▶ _YOUR GOAL_:
Report each line below that carries the word "LayoutSlot".

▶ _INFORMATION SUPPLIED_:
══════════

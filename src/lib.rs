//! Mosaic Avatar: deterministic group-avatar rendering for messaging UIs
//!
//! Ties the partition engine, the conversation color cache, and the render
//! contract together behind the two entry points render sites actually
//! call:
//!
//! - [`render_group_avatar`] for list rows, conversation headers, and any
//!   other place a partitioned avatar is drawn;
//! - [`sender_color`] for views that only need the color already decided
//!   for one participant (message-bubble sender names), with a flat-color
//!   fallback when the conversation has not been rendered yet.
//!
//! # Example
//!
//! ```rust
//! use mosaic_avatar::{
//!     render_group_avatar, sender_color, AvatarConfig, AvatarSize,
//!     ConversationColorCache, Participant, ThemeName,
//! };
//!
//! let config = AvatarConfig::default();
//! let cache = ConversationColorCache::new(config.cache_capacity);
//! let participants = vec![
//!     Participant::new("ann@example.com").with_display_name("Ann"),
//!     Participant::new("bob@example.com").with_display_name("Bob"),
//! ];
//!
//! let avatar = render_group_avatar(
//!     &participants,
//!     ThemeName::Light,
//!     AvatarSize::Md,
//!     Some("conv-1"),
//!     &cache,
//!     &config,
//! );
//! assert_eq!(avatar.cells.len(), 2);
//!
//! // A message bubble elsewhere reuses the decided color
//! let color = sender_color(&cache, "conv-1", "bob@example.com", "Bob", ThemeName::Light);
//! assert_eq!(color, avatar.cells[1].background);
//! ```

#![warn(missing_docs)]
#![warn(clippy::all)]

pub use avatar_core::{
    flat_color, group_digest, label_digest, partition, AvatarConfig, Color, ColorStrategy,
    Participant, ResolvedAssignment, ThemeName, OVERFLOW_GLYPH,
};
pub use avatar_state::{ConversationColorCache, ConversationColors};
pub use avatar_ui::{AvatarComposition, AvatarSize, CellStyle};

/// Render a partitioned group avatar.
///
/// Computes the partition, records it in the conversation color cache when
/// a conversation id is supplied, and scales the result into a drawable
/// composition. Pure apart from the cache write, which every render site
/// performs with identical content for the same input.
pub fn render_group_avatar(
    participants: &[Participant],
    theme: ThemeName,
    size: AvatarSize,
    conversation_id: Option<&str>,
    cache: &ConversationColorCache,
    config: &AvatarConfig,
) -> AvatarComposition {
    let assignments = partition(participants, theme, config.strategy);
    if let Some(id) = conversation_id {
        cache.store(id, &assignments);
    }
    AvatarComposition::compose(&assignments, size, theme)
}

/// Color for one participant of a conversation.
///
/// Returns the cached color when the conversation has been rendered in this
/// process lifetime; otherwise falls back to the flat single-participant
/// color for the label, without computing a partition.
pub fn sender_color(
    cache: &ConversationColorCache,
    conversation_id: &str,
    identifier: &str,
    label: &str,
    theme: ThemeName,
) -> Color {
    cache
        .lookup(conversation_id, identifier)
        .unwrap_or_else(|| flat_color(label, theme))
}
//! Avatar sizing and rounding tokens

use serde::{Deserialize, Serialize};

use avatar_core::ThemeName;

/// Rounded-square corner ratio used by the light theme
pub const LIGHT_CORNER_RATIO: f32 = 0.2;

/// Avatar size presets
#[derive(Debug, Clone, Copy, PartialEq, Eq, Serialize, Deserialize, Default)]
#[serde(rename_all = "lowercase")]
pub enum AvatarSize {
    /// Extra small (20px)
    Xs,
    /// Small (24px)
    Sm,
    /// Medium (32px) - default
    #[default]
    Md,
    /// Large (48px)
    Lg,
    /// Extra large (64px)
    Xl,
    /// Custom size
    Custom(u32),
}

impl AvatarSize {
    /// Get pixel size
    pub fn pixels(&self) -> u32 {
        match self {
            AvatarSize::Xs => 20,
            AvatarSize::Sm => 24,
            AvatarSize::Md => 32,
            AvatarSize::Lg => 48,
            AvatarSize::Xl => 64,
            AvatarSize::Custom(size) => *size,
        }
    }
}

/// Corner radius of the avatar area for a theme: fully circular in dark,
/// moderately rounded-square in light
pub fn corner_radius(theme: ThemeName, size_px: f32) -> f32 {
    match theme {
        ThemeName::Dark => size_px / 2.0,
        ThemeName::Light => size_px * LIGHT_CORNER_RATIO,
    }
}
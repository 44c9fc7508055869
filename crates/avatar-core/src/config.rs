//! Engine configuration
//!
//! One engine, parameterized by a color strategy, replaces the historical
//! pattern of two forked flat/zoned implementations drifting apart. The
//! configuration is plain data handed to the composition root; nothing in
//! this crate reads it from a hidden global.

use serde::{Deserialize, Serialize};
use thiserror::Error;

/// Error returned when parsing an unknown color strategy
#[derive(Debug, Error, PartialEq, Eq)]
#[error("unknown color strategy: {0}")]
pub struct UnknownStrategy(pub String);

/// How two-participant avatars are colored
#[derive(Debug, Clone, Copy, PartialEq, Eq, Serialize, Deserialize, Default)]
#[serde(rename_all = "snake_case")]
pub enum ColorStrategy {
    /// Each participant is colored independently by its label digest;
    /// pairs may collide.
    Flat,
    /// Both colors come from one curated palette zone and are forced apart
    /// on collision.
    #[default]
    ZonedPair,
}

impl std::fmt::Display for ColorStrategy {
    fn fmt(&self, f: &mut std::fmt::Formatter<'_>) -> std::fmt::Result {
        match self {
            ColorStrategy::Flat => write!(f, "flat"),
            ColorStrategy::ZonedPair => write!(f, "zoned_pair"),
        }
    }
}

impl std::str::FromStr for ColorStrategy {
    type Err = UnknownStrategy;

    fn from_str(s: &str) -> Result<Self, Self::Err> {
        match s.to_lowercase().as_str() {
            "flat" => Ok(ColorStrategy::Flat),
            "zoned_pair" | "zoned" => Ok(ColorStrategy::ZonedPair),
            _ => Err(UnknownStrategy(s.to_string())),
        }
    }
}

/// Avatar engine configuration
#[derive(Debug, Clone, PartialEq, Eq, Serialize, Deserialize)]
#[serde(default, rename_all = "camelCase")]
pub struct AvatarConfig {
    /// Color strategy for two-participant avatars
    pub strategy: ColorStrategy,
    /// Maximum number of conversations kept in the color cache
    pub cache_capacity: usize,
}

impl Default for AvatarConfig {
    fn default() -> Self {
        Self {
            strategy: ColorStrategy::ZonedPair,
            cache_capacity: 256,
        }
    }
}

impl AvatarConfig {
    /// Create a configuration with defaults
    pub fn new() -> Self {
        Self::default()
    }

    /// Set the color strategy
    pub fn strategy(mut self, strategy: ColorStrategy) -> Self {
        self.strategy = strategy;
        self
    }

    /// Set the cache capacity
    pub fn cache_capacity(mut self, capacity: usize) -> Self {
        self.cache_capacity = capacity;
        self
    }
}
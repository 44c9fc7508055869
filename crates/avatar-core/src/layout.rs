//! Fixed geometric partitions of the avatar square
//!
//! A layout is an ordered list of 1-4 slots tiling the unit square with a
//! fixed inter-cell gap. Layouts are constants selected by participant
//! count; counts with more than one structural option (2 and 3) pick the
//! variant from the group digest.

use serde::{Deserialize, Serialize};

/// Gap between cells, as a fraction of the avatar edge
pub const CELL_GAP: f32 = 0.03;

/// A rectangle in unit-square coordinates
#[derive(Debug, Clone, Copy, PartialEq, Serialize, Deserialize)]
pub struct Rect {
    /// Left edge
    pub x: f32,
    /// Top edge
    pub y: f32,
    /// Width
    pub width: f32,
    /// Height
    pub height: f32,
}

impl Rect {
    /// Create a rectangle
    pub fn new(x: f32, y: f32, width: f32, height: f32) -> Self {
        Self {
            x,
            y,
            width,
            height,
        }
    }

    /// Right edge
    pub fn right(&self) -> f32 {
        self.x + self.width
    }

    /// Bottom edge
    pub fn bottom(&self) -> f32 {
        self.y + self.height
    }

    /// Area
    pub fn area(&self) -> f32 {
        self.width * self.height
    }

    /// Whether this rectangle overlaps another (touching edges do not count)
    pub fn intersects(&self, other: &Rect) -> bool {
        self.x < other.right()
            && other.x < self.right()
            && self.y < other.bottom()
            && other.y < self.bottom()
    }
}

/// One cell of a layout
#[derive(Debug, Clone, Copy, PartialEq, Serialize, Deserialize)]
#[serde(rename_all = "camelCase")]
pub struct LayoutSlot {
    /// Position and size within the unit square
    pub rect: Rect,
    /// Index of this cell within the layout
    pub cell_index: usize,
}

/// Split direction for two-participant avatars
#[derive(Debug, Clone, Copy, PartialEq, Eq, Serialize, Deserialize)]
#[serde(rename_all = "lowercase")]
pub enum SplitOrientation {
    /// Horizontal split line: top/bottom halves
    Horizontal,
    /// Vertical split line: left/right halves
    Vertical,
}

impl SplitOrientation {
    /// Pick the orientation from the group digest (even = horizontal)
    pub fn from_digest(group_digest: u64) -> Self {
        if group_digest % 2 == 0 {
            SplitOrientation::Horizontal
        } else {
            SplitOrientation::Vertical
        }
    }
}

/// Edge holding the double-size cell in a three-participant layout
#[derive(Debug, Clone, Copy, PartialEq, Eq, Serialize, Deserialize)]
#[serde(rename_all = "lowercase")]
pub enum WideEdge {
    /// Double cell fills the left half
    Left,
    /// Double cell fills the right half
    Right,
    /// Double cell fills the top half
    Top,
    /// Double cell fills the bottom half
    Bottom,
}

impl WideEdge {
    /// Pick the variant from the group digest
    pub fn from_digest(group_digest: u64) -> Self {
        match group_digest % 4 {
            0 => WideEdge::Left,
            1 => WideEdge::Right,
            2 => WideEdge::Top,
            _ => WideEdge::Bottom,
        }
    }
}

// Half-edge length once the gap is taken out of the middle
fn half() -> f32 {
    (1.0 - CELL_GAP) / 2.0
}

fn far() -> f32 {
    half() + CELL_GAP
}

fn slots(rects: Vec<Rect>) -> Vec<LayoutSlot> {
    rects
        .into_iter()
        .enumerate()
        .map(|(cell_index, rect)| LayoutSlot { rect, cell_index })
        .collect()
}

/// Single full-square slot
fn single() -> Vec<LayoutSlot> {
    slots(vec![Rect::new(0.0, 0.0, 1.0, 1.0)])
}

/// Two half-square slots, split per the orientation
fn pair(orientation: SplitOrientation) -> Vec<LayoutSlot> {
    let h = half();
    let rects = match orientation {
        SplitOrientation::Horizontal => vec![
            Rect::new(0.0, 0.0, 1.0, h),
            Rect::new(0.0, far(), 1.0, h),
        ],
        SplitOrientation::Vertical => vec![
            Rect::new(0.0, 0.0, h, 1.0),
            Rect::new(far(), 0.0, h, 1.0),
        ],
    };
    slots(rects)
}

/// One double-size slot on the chosen edge plus two quarter slots.
///
/// The double slot is always first, so the first participant in input order
/// occupies it.
fn triple(edge: WideEdge) -> Vec<LayoutSlot> {
    let h = half();
    let rects = match edge {
        WideEdge::Left => vec![
            Rect::new(0.0, 0.0, h, 1.0),
            Rect::new(far(), 0.0, h, h),
            Rect::new(far(), far(), h, h),
        ],
        WideEdge::Right => vec![
            Rect::new(far(), 0.0, h, 1.0),
            Rect::new(0.0, 0.0, h, h),
            Rect::new(0.0, far(), h, h),
        ],
        WideEdge::Top => vec![
            Rect::new(0.0, 0.0, 1.0, h),
            Rect::new(0.0, far(), h, h),
            Rect::new(far(), far(), h, h),
        ],
        WideEdge::Bottom => vec![
            Rect::new(0.0, far(), 1.0, h),
            Rect::new(0.0, 0.0, h, h),
            Rect::new(far(), 0.0, h, h),
        ],
    };
    slots(rects)
}

/// Fixed 2x2 grid of quarter slots in reading order
fn quad() -> Vec<LayoutSlot> {
    let h = half();
    slots(vec![
        Rect::new(0.0, 0.0, h, h),
        Rect::new(far(), 0.0, h, h),
        Rect::new(0.0, far(), h, h),
        Rect::new(far(), far(), h, h),
    ])
}

/// Select the layout for a participant count.
///
/// Counts of 0 and 1 share the full-square layout; counts above 4 share the
/// 2x2 grid (overflow reduction happens downstream). The digest is consulted
/// only where the count has structural variants.
pub fn layout_for(count: usize, group_digest: u64) -> Vec<LayoutSlot> {
    match count {
        0 | 1 => single(),
        2 => pair(SplitOrientation::from_digest(group_digest)),
        3 => triple(WideEdge::from_digest(group_digest)),
        _ => quad(),
    }
}
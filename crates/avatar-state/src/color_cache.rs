//! Conversation color cache
//!
//! Records the participant-to-color mapping resolved by the most recent
//! partition of each conversation, so other UI elements (sender names in a
//! message list, mention chips) can reuse the decided color without
//! recomputing the partition or risking a different outcome from a
//! different input ordering.
//!
//! The partition operation is pure, so every writer for a given
//! conversation produces bit-identical content and last-writer-wins is
//! correct without coordination; the lock below only protects the container
//! itself on multi-threaded hosts. Entries are cheap and idempotently
//! regenerable, so the cache is LRU-bounded rather than explicitly
//! invalidated.

use std::num::NonZeroUsize;

use lru::LruCache;
use parking_lot::Mutex;
use serde::{Deserialize, Serialize};

use avatar_core::{Color, ResolvedAssignment};

/// Colors most recently resolved for one conversation
#[derive(Debug, Clone, PartialEq, Eq, Serialize, Deserialize)]
#[serde(rename_all = "camelCase")]
pub struct ConversationColors {
    /// Colors actually used, in cell order
    pub resolved_palette: Vec<Color>,
    /// Participant identifiers in the order consulted
    pub participant_order: Vec<String>,
}

impl ConversationColors {
    fn from_assignments(assignments: &[ResolvedAssignment]) -> Self {
        Self {
            resolved_palette: assignments.iter().map(|a| a.color.clone()).collect(),
            participant_order: assignments
                .iter()
                .map(|a| a.participant.identifier.clone())
                .collect(),
        }
    }

    /// Color recorded for an identifier, if it occupies a cell
    pub fn color_for(&self, identifier: &str) -> Option<Color> {
        self.participant_order
            .iter()
            .position(|id| id == identifier)
            .map(|index| self.resolved_palette[index].clone())
    }
}

/// Process-lifetime store of resolved conversation colors.
///
/// Constructed once per session and injected into the render sites that
/// need it. Lookups that miss return `None`; callers fall back to
/// `avatar_core::flat_color` rather than blocking on a partition.
#[derive(Debug)]
pub struct ConversationColorCache {
    entries: Mutex<LruCache<String, ConversationColors>>,
}

impl ConversationColorCache {
    /// Create a cache bounded to `capacity` conversations
    pub fn new(capacity: usize) -> Self {
        let capacity = NonZeroUsize::new(capacity).unwrap_or(NonZeroUsize::MIN);
        Self {
            entries: Mutex::new(LruCache::new(capacity)),
        }
    }

    /// Record the assignments of a completed partition, unconditionally
    /// overwriting any prior entry for the conversation
    pub fn store(&self, conversation_id: &str, assignments: &[ResolvedAssignment]) {
        let entry = ConversationColors::from_assignments(assignments);
        tracing::trace!(
            conversation_id,
            cells = entry.resolved_palette.len(),
            "cached conversation colors"
        );
        self.entries
            .lock()
            .put(conversation_id.to_string(), entry);
    }

    /// Color decided for a participant in a conversation, if that
    /// conversation has been rendered in this process lifetime
    pub fn lookup(&self, conversation_id: &str, identifier: &str) -> Option<Color> {
        let mut entries = self.entries.lock();
        // `get` bumps recency, keeping hot conversations resident
        entries
            .get(conversation_id)
            .and_then(|entry| entry.color_for(identifier))
    }

    /// Full entry for a conversation, if cached
    pub fn entry(&self, conversation_id: &str) -> Option<ConversationColors> {
        self.entries.lock().get(conversation_id).cloned()
    }

    /// Number of conversations currently cached
    pub fn len(&self) -> usize {
        self.entries.lock().len()
    }

    /// Whether the cache is empty
    pub fn is_empty(&self) -> bool {
        self.entries.lock().is_empty()
    }
}
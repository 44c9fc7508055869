//! Ready-to-draw avatar compositions
//!
//! Scales the engine's unit-square assignments into a target pixel size and
//! derives each cell's glyph: the uppercased first letter of the occupant's
//! label, or the overflow marker. The host framework only has to fill
//! rectangles, clip to the corner radius, and center the glyphs.

use serde::{Deserialize, Serialize};

use avatar_core::{ResolvedAssignment, ThemeName, OVERFLOW_GLYPH};

use crate::tokens::{corner_radius, AvatarSize};

/// One drawable cell in pixel coordinates
#[derive(Debug, Clone, PartialEq, Serialize, Deserialize)]
#[serde(rename_all = "camelCase")]
pub struct CellStyle {
    /// Left edge in pixels
    pub x: f32,
    /// Top edge in pixels
    pub y: f32,
    /// Width in pixels
    pub width: f32,
    /// Height in pixels
    pub height: f32,
    /// Fill color
    pub background: avatar_core::Color,
    /// Centered glyph: an initial, the overflow marker, or empty for a
    /// neutral cell
    pub glyph: String,
    /// Whether the glyph is the overflow marker
    pub is_overflow_marker: bool,
}

/// A complete avatar ready for the host renderer
#[derive(Debug, Clone, PartialEq, Serialize, Deserialize)]
#[serde(rename_all = "camelCase")]
pub struct AvatarComposition {
    /// Edge length of the avatar square in pixels
    pub size: f32,
    /// Corner radius of the clipped avatar area
    pub corner_radius: f32,
    /// Drawable cells, in assignment order
    pub cells: Vec<CellStyle>,
}

impl AvatarComposition {
    /// Scale resolved assignments into a drawable composition
    pub fn compose(
        assignments: &[ResolvedAssignment],
        size: AvatarSize,
        theme: ThemeName,
    ) -> Self {
        let px = size.pixels() as f32;
        let cells = assignments
            .iter()
            .map(|assignment| {
                let rect = &assignment.slot.rect;
                let glyph = if assignment.is_overflow_marker {
                    OVERFLOW_GLYPH.to_string()
                } else {
                    assignment.participant.initial()
                };
                CellStyle {
                    x: rect.x * px,
                    y: rect.y * px,
                    width: rect.width * px,
                    height: rect.height * px,
                    background: assignment.color.clone(),
                    glyph,
                    is_overflow_marker: assignment.is_overflow_marker,
                }
            })
            .collect();

        Self {
            size: px,
            corner_radius: corner_radius(theme, px),
            cells,
        }
    }
}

══════════

▶ _EXPECTED OUTPUT_:
pub struct LayoutSlot {
fn slots(rects: Vec<Rect>) -> Vec<LayoutSlot> {
        .map(|(cell_index, rect)| LayoutSlot { rect, cell_index })
fn single() -> Vec<LayoutSlot> {
fn pair(orientation: SplitOrientation) -> Vec<LayoutSlot> {
fn triple(edge: WideEdge) -> Vec<LayoutSlot> {
fn quad() -> Vec<LayoutSlot> {
pub fn layout_for(count: usize, group_digest: u64) -> Vec<LayoutSlot> {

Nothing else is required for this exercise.